Avec Les Fâcheux en 1661, on a le grand tournant dans l’oeuvre de Molière. Non seulement on retrouve de développé le thème du portrait, mais on a cette fois bien plus : l’appui de Louis XIV, qui va donner une dimension historique à l’ensemble.
Comédie-ballet, Les Fâcheux décrit justement des personnes ennuyeuses, empêchant un homme d’aller voir la femme qu’il aime, parce qu’elles leur racontent une partie de cartes fameuse, ou bien parce qu’elles viennent chanter un air, etc.
On devine que ces fâcheux sont le genre d’importuns que connaît, en quelque sorte Louis XIV, qui va même, alors que l’oeuvre était encore à l’écriture mais que la liste était établie, en mentionner un qui manque : le fâcheux ne pensant qu’à la chasse à courre.
Molière s’empressera de l’ajouter, ce qui donnera :
« Dorante.
Ha ! Marquis, que l’on voit de fâcheux, tous les jours,
Venir de nos plaisirs interrompre le cours !
Tu me vois enragé d’une assez belle chasse,
Qu’un fat… C’est un récit qu’il faut que je te fasse.Éraste.

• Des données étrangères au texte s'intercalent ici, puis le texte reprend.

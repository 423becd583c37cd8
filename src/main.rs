use std::net::SocketAddr;

use anyhow::Context;
use conduit::{init_db, make_router, run_app};
use tracing_subscriber::EnvFilter;

#[tokio::main]
async fn main() -> anyhow::Result<()> {
    dotenvy::dotenv().ok();
    tracing_subscriber::fmt()
        .with_env_filter(EnvFilter::try_from_default_env().unwrap_or_else(|_| "info".into()))
        .init();

    let db_url = std::env::var("DATABASE_URL").context("DATABASE_URL must be set")?;
    let port = std::env::var("PORT")
        .ok()
        .and_then(|port| port.parse().ok())
        .unwrap_or(3001);

    let pool = init_db(&db_url).await?;
    let addr = SocketAddr::from(([127, 0, 0, 1], port));
    let router = make_router();
    run_app(router, addr, pool).await
}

Je cherche ici quelqu’un, et ne puis m’arrêter.
Dorante, le retenant.
Parbleu, chemin faisant, je te le veux conter.
Nous étions une troupe assez bien assortie »
Et le Dorante de ne plus s’arrêter.
La comédie – qui a toute une partie musicale et dansée – est un immense succès, avec 106 représentations. Ce n’est pas tout : la première eut lieu au château de Vaux-le-Vicomte, lors d’une immense fête donnée par le surintendant Nicolas Fouquet, dont le faste choquera Louis XIV au point que Fouquet sera par la suite mis en prison pour avoir accumulé tant de richesses aux dépens du pays.
Cela signifie que, symboliquement, on a le choix de Molière, de la culture nationale, contre le parasitage par des esprits qui, aussi brillants qu’ils soient, ne servent pas la cause publique. On est là très précisément dans l’esprit de Richelieu, de l’affirmation nationale, de la monarchie absolue comme forme permettant au pays de dépasser la féodalité (et, également, la bureaucratie liée au développement de l’État).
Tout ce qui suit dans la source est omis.